**Assignment**
The entries below should be written out again exactly as they stand.

**** Data provided

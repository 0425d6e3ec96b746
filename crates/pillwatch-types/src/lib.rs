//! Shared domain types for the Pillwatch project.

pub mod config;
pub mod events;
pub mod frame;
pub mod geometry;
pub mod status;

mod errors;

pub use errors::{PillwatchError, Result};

********

**Response**
repository 0425d6e3ec96b746
filename crates/pillwatch-types/src/lib.rs
//! Shared domain types for the Pillwatch project.

pub mod config;
pub mod events;
pub mod frame;
pub mod geometry;
pub mod status;

mod errors;

pub use errors::{PillwatchError, Result};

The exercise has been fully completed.